*** Dataset ***

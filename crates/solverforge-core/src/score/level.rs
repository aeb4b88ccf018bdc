/// Score level representing different constraint priorities.
///
/// Maps to the semantic meaning of each level index within a [`Score`](super::Score).
#[derive(Debug, Clone, Copy, PartialEq, Eq, Hash)]
pub enum ScoreLevel {
    /// Hard constraints - must be satisfied for feasibility.
    Hard,
    /// Medium constraints - secondary priority.
    Medium,
    /// Soft constraints - optimization objectives.
    Soft,
}

impl ScoreLevel {
    /// Suffix used by the textual score format (`-1hard/0soft`).
    pub const fn suffix(self) -> &'static str {
        match self {
            ScoreLevel::Hard => "hard",
            ScoreLevel::Medium => "medium",
            ScoreLevel::Soft => "soft",
        }
    }
}
//! SimpleDecimalScore - Single-level arbitrary-precision score

use std::cmp::Ordering;
use std::fmt;

use rust_decimal::Decimal;

use super::traits::{ParseableScore, Score, ScoreParseError};
use super::ScoreLevel;

/// A single-level score backed by [`Decimal`].
///
/// ```
/// use solverforge_core::{Decimal, MatchWeighted, SimpleDecimalScore};
///
/// let weight = SimpleDecimalScore::of(Decimal::new(15, 1)); // 1.5
/// let impact = weight.weighted(Decimal::new(2, 0));
/// assert_eq!(impact.score(), Decimal::new(3, 0));
/// ```
#[derive(Clone, Copy, PartialEq, Eq, Hash, Default)]
#[cfg_attr(feature = "serde", derive(serde::Serialize, serde::Deserialize))]
pub struct SimpleDecimalScore {
    score: Decimal,
}

impl SimpleDecimalScore {
    pub const ZERO: SimpleDecimalScore = SimpleDecimalScore {
        score: Decimal::ZERO,
    };

    pub const ONE: SimpleDecimalScore = SimpleDecimalScore { score: Decimal::ONE };

    #[inline]
    pub const fn of(score: Decimal) -> Self {
        SimpleDecimalScore { score }
    }

    #[inline]
    pub const fn score(&self) -> Decimal {
        self.score
    }
}

impl Score for SimpleDecimalScore {
    #[inline]
    fn is_feasible(&self) -> bool {
        self.score >= Decimal::ZERO
    }

    #[inline]
    fn zero() -> Self {
        SimpleDecimalScore::ZERO
    }

    #[inline]
    fn levels_count() -> usize {
        1
    }

    fn level_label(index: usize) -> ScoreLevel {
        match index {
            0 => ScoreLevel::Soft,
            _ => panic!("SimpleDecimalScore has 1 level, got index {}", index),
        }
    }

    fn abs(&self) -> Self {
        SimpleDecimalScore::of(self.score.abs())
    }
}

impl Ord for SimpleDecimalScore {
    fn cmp(&self, other: &Self) -> Ordering {
        self.score.cmp(&other.score)
    }
}

impl_score_ops!(SimpleDecimalScore { score } => of);
impl_match_weighted_decimal!(SimpleDecimalScore { score } => of);

impl fmt::Debug for SimpleDecimalScore {
    fn fmt(&self, f: &mut fmt::Formatter<'_>) -> fmt::Result {
        write!(f, "SimpleDecimalScore({})", self.score)
    }
}

impl fmt::Display for SimpleDecimalScore {
    fn fmt(&self, f: &mut fmt::Formatter<'_>) -> fmt::Result {
        write!(f, "{}", self.score.normalize())
    }
}

impl ParseableScore for SimpleDecimalScore {
    fn parse(s: &str) -> Result<Self, ScoreParseError> {
        let s = s.trim();
        let s = s.strip_suffix("init").unwrap_or(s);

        s.parse::<Decimal>()
            .map(SimpleDecimalScore::of)
            .map_err(|e| ScoreParseError::new(format!("Invalid SimpleDecimalScore '{}': {}", s, e)))
    }

    fn to_string_repr(&self) -> String {
        self.score.normalize().to_string()
    }
}

impl From<Decimal> for SimpleDecimalScore {
    fn from(score: Decimal) -> Self {
        SimpleDecimalScore::of(score)
    }
}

*** End of Dataset ***

The only acceptable answer is a number: how many lines in the data above hold the word "Hash".

## Response for this exercise
2